To do »
If a line in the records contains the string "filename", show that line.

Supplied records »
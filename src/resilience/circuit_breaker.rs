//! Circuit Breaker
//!
//! Named three-state breaker guarding one downstream dependency.

use parking_lot::Mutex;
use std::future::Future;
use std::time::Duration;
use tokio::time::Instant;
use tracing::{debug, info, warn};

use crate::error::{AnnotationError, AnnotationResult};

/// Circuit state.
#[derive(Debug, Clone, Copy, PartialEq, Eq)]
pub enum CircuitState {
    /// Circuit is closed, requests flow normally.
    Closed,
    /// Circuit is open, requests are rejected.
    Open,
    /// Circuit is half-open, one trial request is allowed.
    HalfOpen,
}

impl CircuitState {
    pub fn as_str(&self) -> &'static str {
        match self {
            Self::Closed => "closed",
            Self::Open => "open",
            Self::HalfOpen => "half_open",
        }
    }
}

/// Circuit breaker configuration.
#[derive(Debug, Clone, PartialEq, Eq)]
pub struct CircuitBreakerConfig {
    /// Consecutive failures before opening the circuit.
    pub failure_threshold: u32,
    /// Time since the last failure before a trial call is let through.
    pub recovery_timeout: Duration,
}

impl Default for CircuitBreakerConfig {
    fn default() -> Self {
        DEFAULT_CIRCUIT_BREAKER_CONFIG
    }
}

/// Default circuit breaker configuration.
pub const DEFAULT_CIRCUIT_BREAKER_CONFIG: CircuitBreakerConfig = CircuitBreakerConfig {
    failure_threshold: 5,
    recovery_timeout: Duration::from_secs(30),
};

/// Circuit breaker statistics.
#[derive(Debug, Clone, Default)]
pub struct CircuitBreakerStats {
    pub total_requests: u32,
    pub successful_requests: u32,
    pub failed_requests: u32,
    pub rejected_requests: u32,
    pub state_transitions: u32,
}

struct BreakerState {
    state: CircuitState,
    failure_count: u32,
    last_failure_time: Option<Instant>,
    trial: Option<u64>,
    next_trial_id: u64,
    stats: CircuitBreakerStats,
}

/// Circuit breaker for one named dependency.
pub struct CircuitBreaker {
    name: String,
    config: CircuitBreakerConfig,
    state: Mutex<BreakerState>,
}

/// Admission ticket for one call; releases a half-open trial slot if the
/// call is dropped before reporting an outcome.
struct Admission<'a> {
    breaker: &'a CircuitBreaker,
    trial: Option<u64>,
}

impl Drop for Admission<'_> {
    fn drop(&mut self) {
        if let Some(id) = self.trial {
            let mut state = self.breaker.state.lock();
            if state.trial == Some(id) {
                state.trial = None;
            }
        }
    }
}

impl CircuitBreaker {
    /// Create new circuit breaker.
    pub fn new(name: impl Into<String>, config: CircuitBreakerConfig) -> Self {
        Self {
            name: name.into(),
            config,
            state: Mutex::new(BreakerState {
                state: CircuitState::Closed,
                failure_count: 0,
                last_failure_time: None,
                trial: None,
                next_trial_id: 0,
                stats: CircuitBreakerStats::default(),
            }),
        }
    }

    pub fn name(&self) -> &str {
        &self.name
    }

    pub fn config(&self) -> &CircuitBreakerConfig {
        &self.config
    }

    /// Current state; an open circuit past its recovery timeout reads as half-open.
    pub fn state(&self) -> CircuitState {
        let mut state = self.state.lock();
        self.promote_if_recovered(&mut state);
        state.state
    }

    /// Consecutive failures counted while closed.
    pub fn failure_count(&self) -> u32 {
        self.state.lock().failure_count
    }

    /// Execute an operation through the circuit breaker.
    ///
    /// Rejected calls fail with [`AnnotationError::CircuitOpen`] and never run
    /// `operation`. Errors that say nothing about the dependency's health
    /// count as successes.
    pub async fn execute<T, F, Fut>(&self, operation: F) -> AnnotationResult<T>
    where
        F: FnOnce() -> Fut,
        Fut: Future<Output = AnnotationResult<T>>,
    {
        let _admission = self.admit()?;

        match operation().await {
            Ok(value) => {
                self.record_success();
                Ok(value)
            }
            Err(error) if error.kind().counts_against_breaker() => {
                self.record_failure();
                Err(error)
            }
            Err(error) => {
                self.record_success();
                Err(error)
            }
        }
    }

    fn admit(&self) -> AnnotationResult<Admission<'_>> {
        let mut state = self.state.lock();
        state.stats.total_requests += 1;
        self.promote_if_recovered(&mut state);

        match state.state {
            CircuitState::Closed => Ok(Admission {
                breaker: self,
                trial: None,
            }),
            CircuitState::HalfOpen if state.trial.is_none() => {
                let id = state.next_trial_id;
                state.next_trial_id += 1;
                state.trial = Some(id);
                debug!(breaker = %self.name, "letting recovery trial through");
                Ok(Admission {
                    breaker: self,
                    trial: Some(id),
                })
            }
            CircuitState::HalfOpen | CircuitState::Open => {
                state.stats.rejected_requests += 1;
                debug!(breaker = %self.name, state = state.state.as_str(), "call rejected");
                Err(AnnotationError::CircuitOpen {
                    breaker: self.name.clone(),
                })
            }
        }
    }

    fn promote_if_recovered(&self, state: &mut BreakerState) {
        if state.state != CircuitState::Open {
            return;
        }
        let recovered = state
            .last_failure_time
            .map(|last| last.elapsed() >= self.config.recovery_timeout)
            .unwrap_or(true);
        if recovered {
            state.state = CircuitState::HalfOpen;
            state.trial = None;
            state.stats.state_transitions += 1;
            info!(breaker = %self.name, "circuit half-open");
        }
    }

    /// Record a successful call.
    pub fn record_success(&self) {
        let mut state = self.state.lock();
        state.stats.successful_requests += 1;

        match state.state {
            CircuitState::Closed => {
                state.failure_count = 0;
            }
            CircuitState::HalfOpen => {
                state.state = CircuitState::Closed;
                state.failure_count = 0;
                state.trial = None;
                state.stats.state_transitions += 1;
                info!(breaker = %self.name, "circuit closed");
            }
            CircuitState::Open => {}
        }
    }

    /// Record a failed call.
    pub fn record_failure(&self) {
        let mut state = self.state.lock();
        state.stats.failed_requests += 1;
        state.last_failure_time = Some(Instant::now());

        match state.state {
            CircuitState::Closed => {
                state.failure_count += 1;
                if state.failure_count >= self.config.failure_threshold {
                    state.state = CircuitState::Open;
                    state.stats.state_transitions += 1;
                    warn!(
                        breaker = %self.name,
                        failures = state.failure_count,
                        "circuit opened"
                    );
                }
            }
            CircuitState::HalfOpen => {
                state.state = CircuitState::Open;
                state.trial = None;
                state.stats.state_transitions += 1;
                warn!(breaker = %self.name, "recovery trial failed, circuit re-opened");
            }
            CircuitState::Open => {}
        }
    }

    /// Reset the circuit breaker.
    pub fn reset(&self) {
        let mut state = self.state.lock();
        state.state = CircuitState::Closed;
        state.failure_count = 0;
        state.last_failure_time = None;
        state.trial = None;
    }

    /// Get circuit breaker statistics.
    pub fn stats(&self) -> CircuitBreakerStats {
        self.state.lock().stats.clone()
    }
}

impl std::fmt::Debug for CircuitBreaker {
    fn fmt(&self, f: &mut std::fmt::Formatter<'_>) -> std::fmt::Result {
        f.debug_struct("CircuitBreaker")
            .field("name", &self.name)
            .field("config", &self.config)
            .field("state", &self.state.lock().state)
            .finish()
    }
}
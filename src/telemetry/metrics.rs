//! Metrics
//!
//! Authentication and resilience counters.

use parking_lot::Mutex;
use std::collections::{HashMap, VecDeque};

/// Metric labels.
pub type MetricLabels = HashMap<String, String>;

/// Why a refresh fell back to a full login.
#[derive(Debug, Clone, Copy, PartialEq, Eq, Hash)]
pub enum FallbackReason {
    /// The service rejected the refresh secret.
    RefreshRejected,
    /// The refresh response could not be turned into a credential.
    MalformedResponse,
    /// No refresh secret was held.
    MissingRefreshSecret,
}

impl FallbackReason {
    pub fn as_str(&self) -> &'static str {
        match self {
            Self::RefreshRejected => "refresh_rejected",
            Self::MalformedResponse => "malformed_response",
            Self::MissingRefreshSecret => "missing_refresh_secret",
        }
    }
}

/// Authentication and resilience metrics interface.
pub trait AuthMetrics: Send + Sync {
    /// Record a login exchange.
    fn record_login(&self, success: bool);

    /// Record a refresh exchange.
    fn record_refresh(&self, success: bool);

    /// Record a refresh that fell back to login.
    fn record_refresh_fallback(&self, reason: FallbackReason);

    /// Record the credential store being wiped.
    fn record_credential_cleared(&self);

    /// Record a one-shot recovery from an expired credential.
    fn record_expired_recovery(&self, success: bool);

    /// Record a call rejected by an open circuit.
    fn record_circuit_rejection(&self, breaker: &str);

    /// Record a completed downstream call.
    fn record_request(&self, operation: &str, status: Option<u16>, duration_ms: f64);
}

/// No-op metrics implementation.
#[derive(Debug, Default, Clone, Copy)]
pub struct NoOpMetrics;

impl AuthMetrics for NoOpMetrics {
    fn record_login(&self, _success: bool) {}
    fn record_refresh(&self, _success: bool) {}
    fn record_refresh_fallback(&self, _reason: FallbackReason) {}
    fn record_credential_cleared(&self) {}
    fn record_expired_recovery(&self, _success: bool) {}
    fn record_circuit_rejection(&self, _breaker: &str) {}
    fn record_request(&self, _operation: &str, _status: Option<u16>, _duration_ms: f64) {}
}

/// Metric entry for in-memory storage.
#[derive(Debug, Clone)]
pub struct MetricEntry {
    pub name: String,
    pub value: f64,
    pub labels: MetricLabels,
    pub timestamp: i64,
}

/// In-memory metrics for tests and diagnostics.
///
/// Holds at most `capacity` entries; once full, the oldest entry is dropped
/// for each new one.
#[derive(Debug)]
pub struct InMemoryMetrics {
    entries: Mutex<VecDeque<MetricEntry>>,
    capacity: usize,
}

impl Default for InMemoryMetrics {
    fn default() -> Self {
        Self::with_capacity(InMemoryMetrics::DEFAULT_CAPACITY)
    }
}

impl InMemoryMetrics {
    /// Entries retained by [`InMemoryMetrics::new`].
    pub const DEFAULT_CAPACITY: usize = 10_000;

    /// Create new in-memory metrics.
    pub fn new() -> Self {
        Self::default()
    }

    /// Create in-memory metrics retaining at most `capacity` entries.
    pub fn with_capacity(capacity: usize) -> Self {
        Self {
            entries: Mutex::new(VecDeque::new()),
            capacity: capacity.max(1),
        }
    }

    /// Get all recorded entries, oldest first.
    pub fn get_entries(&self) -> Vec<MetricEntry> {
        self.entries.lock().iter().cloned().collect()
    }

    /// Get entries by name.
    pub fn get_entries_by_name(&self, name: &str) -> Vec<MetricEntry> {
        self.entries
            .lock()
            .iter()
            .filter(|e| e.name == name)
            .cloned()
            .collect()
    }

    /// Number of entries named `name` carrying label `key=value`.
    pub fn count_with_label(&self, name: &str, key: &str, value: &str) -> usize {
        self.entries
            .lock()
            .iter()
            .filter(|e| e.name == name && e.labels.get(key).map(String::as_str) == Some(value))
            .count()
    }

    /// Clear all entries.
    pub fn clear(&self) {
        self.entries.lock().clear();
    }

    fn record(&self, name: &str, value: f64, labels: &[(&str, String)]) {
        let mut entries = self.entries.lock();
        while entries.len() >= self.capacity {
            entries.pop_front();
        }
        entries.push_back(MetricEntry {
            name: name.to_string(),
            value,
            labels: labels
                .iter()
                .map(|(k, v)| (k.to_string(), v.clone()))
                .collect(),
            timestamp: chrono::Utc::now().timestamp_millis(),
        });
    }
}

impl AuthMetrics for InMemoryMetrics {
    fn record_login(&self, success: bool) {
        self.record("annotation_logins_total", 1.0, &[("success", success.to_string())]);
    }

    fn record_refresh(&self, success: bool) {
        self.record("annotation_refreshes_total", 1.0, &[("success", success.to_string())]);
    }

    fn record_refresh_fallback(&self, reason: FallbackReason) {
        self.record(
            "annotation_refresh_fallbacks_total",
            1.0,
            &[("reason", reason.as_str().to_string())],
        );
    }

    fn record_credential_cleared(&self) {
        self.record("annotation_credential_clears_total", 1.0, &[]);
    }

    fn record_expired_recovery(&self, success: bool) {
        self.record(
            "annotation_expired_recoveries_total",
            1.0,
            &[("success", success.to_string())],
        );
    }

    fn record_circuit_rejection(&self, breaker: &str) {
        self.record(
            "annotation_circuit_rejections_total",
            1.0,
            &[("breaker", breaker.to_string())],
        );
    }

    fn record_request(&self, operation: &str, status: Option<u16>, duration_ms: f64) {
        self.record(
            "annotation_request_duration_ms",
            duration_ms,
            &[
                ("operation", operation.to_string()),
                (
                    "status",
                    status.map(|s| s.to_string()).unwrap_or_else(|| "none".to_string()),
                ),
            ],
        );
    }
}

Reply to the task »
filename src/resilience/circuit_breaker.rs
filename src/telemetry/metrics.rs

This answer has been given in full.